## HOW TO COMPLETE THIS TASK
Keeping every character in place, output all the data.

### MATERIAL FOR THE TASK

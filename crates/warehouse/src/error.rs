use serde::Deserialize;
use tally_core::errors::{ConnectivityTarget, ExecutionFailure, ExecutionFailureKind, PipelineError};
use thiserror::Error;

#[derive(Clone, Debug, Error, PartialEq, Eq)]
pub enum WarehouseError {
    #[error("{message}")]
    Query { kind: ExecutionFailureKind, message: String, error_name: Option<String> },
    #[error("warehouse returned HTTP {status}: {body}")]
    Http { status: u16, body: String },
    #[error("warehouse request failed: {0}")]
    Transport(String),
    #[error("query did not finish within {0} seconds")]
    Deadline(u64),
    #[error("unexpected warehouse response: {0}")]
    Protocol(String),
}

impl WarehouseError {
    pub fn failure_kind(&self) -> Option<ExecutionFailureKind> {
        match self {
            Self::Query { kind, .. } => Some(*kind),
            Self::Http { status: 401 | 403, .. } => Some(ExecutionFailureKind::Permission),
            Self::Http { status, .. } if *status < 500 => Some(ExecutionFailureKind::Other),
            Self::Deadline(_) => Some(ExecutionFailureKind::Timeout),
            Self::Protocol(_) => Some(ExecutionFailureKind::Other),
            Self::Http { .. } | Self::Transport(_) => None,
        }
    }

    /// Query-level failures map to an execution failure; an unreachable
    /// coordinator maps to a connectivity failure.
    pub fn into_pipeline_error(self) -> PipelineError {
        match self.failure_kind() {
            Some(kind) => {
                let message = match self {
                    Self::Query { message, .. } => message,
                    other => other.to_string(),
                };
                PipelineError::Execution(ExecutionFailure::new(kind, message))
            }
            None => PipelineError::connectivity(ConnectivityTarget::Warehouse, self.to_string()),
        }
    }
}

impl From<reqwest::Error> for WarehouseError {
    fn from(error: reqwest::Error) -> Self {
        if error.is_decode() {
            return Self::Protocol(error.to_string());
        }
        Self::Transport(error.to_string())
    }
}

/// Error object embedded in a Presto `QueryResults` document.
#[derive(Clone, Debug, Deserialize, PartialEq, Eq)]
#[serde(rename_all = "camelCase")]
pub struct QueryErrorBody {
    pub message: String,
    #[serde(default)]
    pub error_code: Option<i64>,
    #[serde(default)]
    pub error_name: Option<String>,
    #[serde(default)]
    pub error_type: Option<String>,
}

const SYNTAX_ERROR_CODE: i64 = 1;
const PERMISSION_DENIED_CODE: i64 = 4;

impl QueryErrorBody {
    pub fn classify(&self) -> ExecutionFailureKind {
        let name = self.error_name.as_deref().unwrap_or_default();
        let error_type = self.error_type.as_deref().unwrap_or_default();

        if name == "PERMISSION_DENIED" || self.error_code == Some(PERMISSION_DENIED_CODE) {
            return ExecutionFailureKind::Permission;
        }
        if name == "EXCEEDED_TIME_LIMIT" || name == "ABANDONED_QUERY" {
            return ExecutionFailureKind::Timeout;
        }
        if name == "SYNTAX_ERROR"
            || self.error_code == Some(SYNTAX_ERROR_CODE)
            || error_type == "USER_ERROR"
        {
            return ExecutionFailureKind::Syntax;
        }
        ExecutionFailureKind::Other
    }

    pub fn into_error(self) -> WarehouseError {
        let kind = self.classify();
        WarehouseError::Query { kind, message: self.message, error_name: self.error_name }
    }
}
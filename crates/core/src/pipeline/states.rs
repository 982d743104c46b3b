use serde::{Deserialize, Serialize};

#[derive(Clone, Copy, Debug, PartialEq, Eq, Hash, Serialize, Deserialize)]
#[serde(rename_all = "snake_case")]
pub enum PipelineState {
    Idle,
    Generating,
    Executing,
    Summarizing,
    Done,
    Failed,
}

impl PipelineState {
    pub fn is_terminal(self) -> bool {
        matches!(self, Self::Done | Self::Failed)
    }
}

#[derive(Clone, Copy, Debug, PartialEq, Eq, Serialize, Deserialize)]
#[serde(rename_all = "snake_case")]
pub enum PipelineEvent {
    QuestionReceived,
    QueryGenerated,
    ResultsReady,
    AnswerReady,
    StepFailed,
}

#[derive(Clone, Copy, Debug, PartialEq, Eq, Serialize, Deserialize)]
pub enum PipelineAction {
    GenerateQuery,
    ExecuteQuery,
    Summarize,
    RecordExchange,
    ReportFailure,
}

#[derive(Clone, Debug, PartialEq, Eq, Serialize, Deserialize)]
pub struct TransitionOutcome {
    pub from: PipelineState,
    pub to: PipelineState,
    pub event: PipelineEvent,
    pub actions: Vec<PipelineAction>,
}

######

## RESPONSE BELOW
filename crates/warehouse/src/error.rs
use serde::Deserialize;
use tally_core::errors::{ConnectivityTarget, ExecutionFailure, ExecutionFailureKind, PipelineError};
use thiserror::Error;

#[derive(Clone, Debug, Error, PartialEq, Eq)]
pub enum WarehouseError {
    #[error("{message}")]
    Query { kind: ExecutionFailureKind, message: String, error_name: Option<String> },
    #[error("warehouse returned HTTP {status}: {body}")]
    Http { status: u16, body: String },
    #[error("warehouse request failed: {0}")]
    Transport(String),
    #[error("query did not finish within {0} seconds")]
    Deadline(u64),
    #[error("unexpected warehouse response: {0}")]
    Protocol(String),
}

impl WarehouseError {
    pub fn failure_kind(&self) -> Option<ExecutionFailureKind> {
        match self {
            Self::Query { kind, .. } => Some(*kind),
            Self::Http { status: 401 | 403, .. } => Some(ExecutionFailureKind::Permission),
            Self::Http { status, .. } if *status < 500 => Some(ExecutionFailureKind::Other),
            Self::Deadline(_) => Some(ExecutionFailureKind::Timeout),
            Self::Protocol(_) => Some(ExecutionFailureKind::Other),
            Self::Http { .. } | Self::Transport(_) => None,
        }
    }

    /// Query-level failures map to an execution failure; an unreachable
    /// coordinator maps to a connectivity failure.
    pub fn into_pipeline_error(self) -> PipelineError {
        match self.failure_kind() {
            Some(kind) => {
                let message = match self {
                    Self::Query { message, .. } => message,
                    other => other.to_string(),
                };
                PipelineError::Execution(ExecutionFailure::new(kind, message))
            }
            None => PipelineError::connectivity(ConnectivityTarget::Warehouse, self.to_string()),
        }
    }
}

impl From<reqwest::Error> for WarehouseError {
    fn from(error: reqwest::Error) -> Self {
        if error.is_decode() {
            return Self::Protocol(error.to_string());
        }
        Self::Transport(error.to_string())
    }
}

/// Error object embedded in a Presto `QueryResults` document.
#[derive(Clone, Debug, Deserialize, PartialEq, Eq)]
#[serde(rename_all = "camelCase")]
pub struct QueryErrorBody {
    pub message: String,
    #[serde(default)]
    pub error_code: Option<i64>,
    #[serde(default)]
    pub error_name: Option<String>,
    #[serde(default)]
    pub error_type: Option<String>,
}

const SYNTAX_ERROR_CODE: i64 = 1;
const PERMISSION_DENIED_CODE: i64 = 4;

impl QueryErrorBody {
    pub fn classify(&self) -> ExecutionFailureKind {
        let name = self.error_name.as_deref().unwrap_or_default();
        let error_type = self.error_type.as_deref().unwrap_or_default();

        if name == "PERMISSION_DENIED" || self.error_code == Some(PERMISSION_DENIED_CODE) {
            return ExecutionFailureKind::Permission;
        }
        if name == "EXCEEDED_TIME_LIMIT" || name == "ABANDONED_QUERY" {
            return ExecutionFailureKind::Timeout;
        }
        if name == "SYNTAX_ERROR"
            || self.error_code == Some(SYNTAX_ERROR_CODE)
            || error_type == "USER_ERROR"
        {
            return ExecutionFailureKind::Syntax;
        }
        ExecutionFailureKind::Other
    }

    pub fn into_error(self) -> WarehouseError {
        let kind = self.classify();
        WarehouseError::Query { kind, message: self.message, error_name: self.error_name }
    }
}
filename crates/core/src/pipeline/states.rs
repository 982d743104c46b3b
use serde::{Deserialize, Serialize};

#[derive(Clone, Copy, Debug, PartialEq, Eq, Hash, Serialize, Deserialize)]
#[serde(rename_all = "snake_case")]
pub enum PipelineState {
    Idle,
    Generating,
    Executing,
    Summarizing,
    Done,
    Failed,
}

impl PipelineState {
    pub fn is_terminal(self) -> bool {
        matches!(self, Self::Done | Self::Failed)
    }
}

#[derive(Clone, Copy, Debug, PartialEq, Eq, Serialize, Deserialize)]
#[serde(rename_all = "snake_case")]
pub enum PipelineEvent {
    QuestionReceived,
    QueryGenerated,
    ResultsReady,
    AnswerReady,
    StepFailed,
}

#[derive(Clone, Copy, Debug, PartialEq, Eq, Serialize, Deserialize)]
pub enum PipelineAction {
    GenerateQuery,
    ExecuteQuery,
    Summarize,
    RecordExchange,
    ReportFailure,
}

#[derive(Clone, Debug, PartialEq, Eq, Serialize, Deserialize)]
pub struct TransitionOutcome {
    pub from: PipelineState,
    pub to: PipelineState,
    pub event: PipelineEvent,
    pub actions: Vec<PipelineAction>,
}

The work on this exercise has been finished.